Broken Pencilis one of those independent
arts magazines that you might stare at longingly as it sits on the
coffee table of a hip, young friend. But now is a better time than
ever to start getting your own copies because the issues keep
getting wilder. In addition to the usual book, zine, and music
reviews, Issue #34 — ‘The Games Issue’ — explores everything from
hipster bingo to urban manhunts. In editor Lindsay Gibb’s feature,
seven gamesters got together to ‘create a board game mash-up’ in
which games like Clue, Connect Four, and Sweet Valley High were
combined to make the ultimate board-hopping party.
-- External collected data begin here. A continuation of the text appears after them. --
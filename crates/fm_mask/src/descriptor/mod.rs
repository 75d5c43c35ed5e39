//! Per-type field tables.
//!
//! A [`TypeDescriptor`] lists the masked fields of one record type, each as a
//! [`FieldDescriptor`] with a typed accessor. Descriptors are built once per
//! type by a [`DescriptorBuilder`] and shared through a [`DescriptorCache`].

// -----------------------------------------------------------------------------
// Modules

mod builder;
mod cache;
mod field_descriptor;
mod type_descriptor;

// -----------------------------------------------------------------------------
// Exports

pub use builder::DescriptorBuilder;
pub use cache::DescriptorCache;
pub use field_descriptor::FieldDescriptor;
pub use type_descriptor::TypeDescriptor;
//! Keep the name and the profile age of a user, reset everything else.
//!
//! Run with `cargo run --example basic_usage`.

use fm_core::mask::{FieldMask, MaskError, derive::Masked};

#[derive(Masked, Debug, Default)]
pub struct Profile {
    pub age: u32,
    pub bio: String,
    pub website: String,
}

#[derive(Masked, Debug, Default)]
pub struct User {
    pub name: String,
    pub email: String,
    pub profile: Profile,
}

fn main() -> Result<(), MaskError> {
    let mut user = User {
        name: "John Doe".into(),
        email: "john@example.com".into(),
        profile: Profile {
            age: 30,
            bio: "Software Developer".into(),
            website: "https://johndoe.com".into(),
        },
    };

    let mask = FieldMask::new(["name", "profile.age"]);
    println!("{mask}");

    mask.apply(&mut user)?;

    // User { name: "John Doe", email: "", profile: Profile { age: 30, bio: "", website: "" } }
    println!("{user:?}");
    Ok(())
}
The result:
‘Sweet Valley Die.’ Sounds like fun. — Mary O’Regan

‘Games’ is a popular theme in our library this week — it’s
there in the latest issues of
Broken
Pencil
and Topic‘s Issue #10. The latter’s
interpretation of ‘Games’ includes the vast realm of video and
virtual reality games. In ‘Weight Loss Revolutionary,’ Matt Keene
writes about the interactive video game Dance Dance Revolution
(DDR), in which players hop, skip, jump, and try to dance along to
music and moving arrows that indicate where players should step on
an interactive mat. The DDR phenomenon has been
making headlines for the game’s role in
helping kids stay fit. As Matt concludes: ‘This is the story of
how a video-arcade game transformed a 500-pound depressed
teenager into a fit young man who’s never been happier.’ —
Evelyn Hampton

Like war rhetoric, peace rhetoric often echoes from
the highest echelons of policy making by those sheltered from war
and poverty. There are smaller voices however, that speak from the
thick of social justice struggles, voices that recognize the
worthiness of a peaceful endeavor as well as the work it entails.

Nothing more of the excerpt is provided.